Pick out each line of the records in which the word "prices" appears.

[Stored items]
####
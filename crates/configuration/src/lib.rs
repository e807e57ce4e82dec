use crate::error::ConfigError;
use std::path::Path;

// Declare the modules that make up this crate.
pub mod error;
pub mod logging;
pub mod settings;

// Re-export the core types to provide a clean public API.
pub use logging::init_tracing;
pub use settings::{AnalyticsSettings, Config, DataSettings, LogFormat, LoggingSettings};

/// Prefix for environment overrides, e.g. `TICKER_LENS_DATA__ALLOW_STALE=false`.
pub const ENV_PREFIX: &str = "TICKER_LENS";

/// Loads the application configuration.
///
/// Sources, lowest precedence first: built-in defaults, the TOML file at
/// `path` (or an optional `config.toml` in the working directory when no path
/// is given), then `TICKER_LENS_*` environment variables. The merged result is
/// validated before it is returned.
pub fn load_config(path: Option<&Path>) -> Result<Config, ConfigError> {
    load_with_env(path, environment())
}

fn environment() -> config::Environment {
    config::Environment::with_prefix(ENV_PREFIX)
        .prefix_separator("_")
        .separator("__")
        .try_parsing(true)
        .list_separator(",")
        .with_list_parse_key("data.default_tickers")
        .with_list_parse_key("analytics.ma_periods")
}

fn load_with_env(path: Option<&Path>, env: config::Environment) -> Result<Config, ConfigError> {
    let file = match path {
        // An explicitly named file must exist.
        Some(path) => config::File::from(path).required(true),
        None => config::File::with_name("config.toml").required(false),
    };

    let builder = config::Config::builder()
        .add_source(file)
        .add_source(env)
        .build()?;

    // Attempt to deserialize the entire configuration into our `Config` struct
    let config = builder.try_deserialize::<Config>()?;
    validate(&config)?;

    Ok(config)
}

/// Checks cross-field constraints that serde cannot express.
pub fn validate(config: &Config) -> Result<(), ConfigError> {
    let a = &config.analytics;
    if a.min_window < 2 {
        return Err(ConfigError::ValidationError(format!(
            "analytics.min_window must be at least 2, got {}",
            a.min_window
        )));
    }
    if a.max_window < a.min_window {
        return Err(ConfigError::ValidationError(format!(
            "analytics.max_window ({}) is below analytics.min_window ({})",
            a.max_window, a.min_window
        )));
    }
    if !(a.min_window..=a.max_window).contains(&a.volatility_window) {
        return Err(ConfigError::ValidationError(format!(
            "analytics.volatility_window ({}) must lie within {}..={}",
            a.volatility_window, a.min_window, a.max_window
        )));
    }
    if a.volatility_lookback_days <= 0 || a.candle_lookback_days <= 0 {
        return Err(ConfigError::ValidationError(
            "look-back periods must be positive".to_string(),
        ));
    }
    if a.ma_periods.contains(&0) {
        return Err(ConfigError::ValidationError(
            "analytics.ma_periods must not contain 0".to_string(),
        ));
    }
    if config.data.default_tickers.is_empty() {
        return Err(ConfigError::ValidationError(
            "data.default_tickers must name at least one ticker".to_string(),
        ));
    }
    Ok(())
}

#[cfg(test)]
mod tests {
    use super::*;
    use rstest::rstest;
    use std::io::Write;
    use std::path::PathBuf;

    fn env_from(pairs: &[(&str, &str)]) -> config::Environment {
        let map: config::Map<String, String> = pairs
            .iter()
            .map(|(k, v)| (k.to_string(), v.to_string()))
            .collect();
        environment().source(Some(map))
    }

    fn write_toml(contents: &str) -> tempfile::NamedTempFile {
        let mut file = tempfile::Builder::new().suffix(".toml").tempfile().unwrap();
        file.write_all(contents.as_bytes()).unwrap();
        file
    }

    #[test]
    fn test_missing_explicit_file_is_an_error() {
        let dir = tempfile::tempdir().unwrap();
        let missing = dir.path().join("nothing.toml");
        let err = load_with_env(Some(&missing), env_from(&[])).unwrap_err();
        assert!(matches!(err, ConfigError::LoadError(_)));
    }

    #[test]
    fn test_defaults_are_valid() {
        let config = Config::default();
        validate(&config).unwrap();
        assert_eq!(config.analytics.volatility_window, 30);
        assert_eq!(config.analytics.ma_periods, vec![20, 50]);
        assert_eq!(config.data.default_tickers, vec!["AAPL", "MSFT"]);
        assert_eq!(config.data.directory, PathBuf::from("data_cache"));
        assert!(config.data.allow_stale);
    }

    #[test]
    fn test_file_overrides_defaults() {
        let file = write_toml(
            r#"
            [data]
            directory = "/tmp/prices"
            default_tickers = ["NVDA"]
            max_age_hours = 24

            [analytics]
            volatility_window = 60

            [logging]
            level = "debug"
            format = "compact"
            "#,
        );
        let config = load_with_env(Some(file.path()), env_from(&[])).unwrap();
        assert_eq!(config.data.directory, PathBuf::from("/tmp/prices"));
        assert_eq!(config.data.default_tickers, vec!["NVDA"]);
        assert_eq!(config.data.max_age_hours, Some(24));
        assert_eq!(config.analytics.volatility_window, 60);
        // Untouched keys keep their defaults.
        assert_eq!(config.analytics.max_window, 252);
        assert_eq!(config.logging.format, LogFormat::Compact);
    }

    #[test]
    fn test_environment_overrides_file() {
        let file = write_toml("[data]\nallow_stale = true\n");
        let env = env_from(&[
            ("TICKER_LENS_DATA__ALLOW_STALE", "false"),
            ("TICKER_LENS_DATA__DEFAULT_TICKERS", "AAPL,GOOG"),
            ("TICKER_LENS_ANALYTICS__VOLATILITY_WINDOW", "45"),
        ]);
        let config = load_with_env(Some(file.path()), env).unwrap();
        assert!(!config.data.allow_stale);
        assert_eq!(config.data.default_tickers, vec!["AAPL", "GOOG"]);
        assert_eq!(config.analytics.volatility_window, 45);
    }

    #[rstest]
    #[case("[analytics]\nmin_window = 1\n")]
    #[case("[analytics]\nmin_window = 40\nmax_window = 20\n")]
    #[case("[analytics]\nvolatility_window = 500\n")]
    #[case("[analytics]\nma_periods = [20, 0]\n")]
    #[case("[analytics]\ncandle_lookback_days = 0\n")]
    #[case("[data]\ndefault_tickers = []\n")]
    fn test_validation_failures(#[case] contents: &str) {
        let file = write_toml(contents);
        let err = load_with_env(Some(file.path()), env_from(&[])).unwrap_err();
        assert!(matches!(err, ConfigError::ValidationError(_)), "{err}");
    }
}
####
### Result of this task
            directory = "/tmp/prices"
        assert_eq!(config.data.directory, PathBuf::from("/tmp/prices"));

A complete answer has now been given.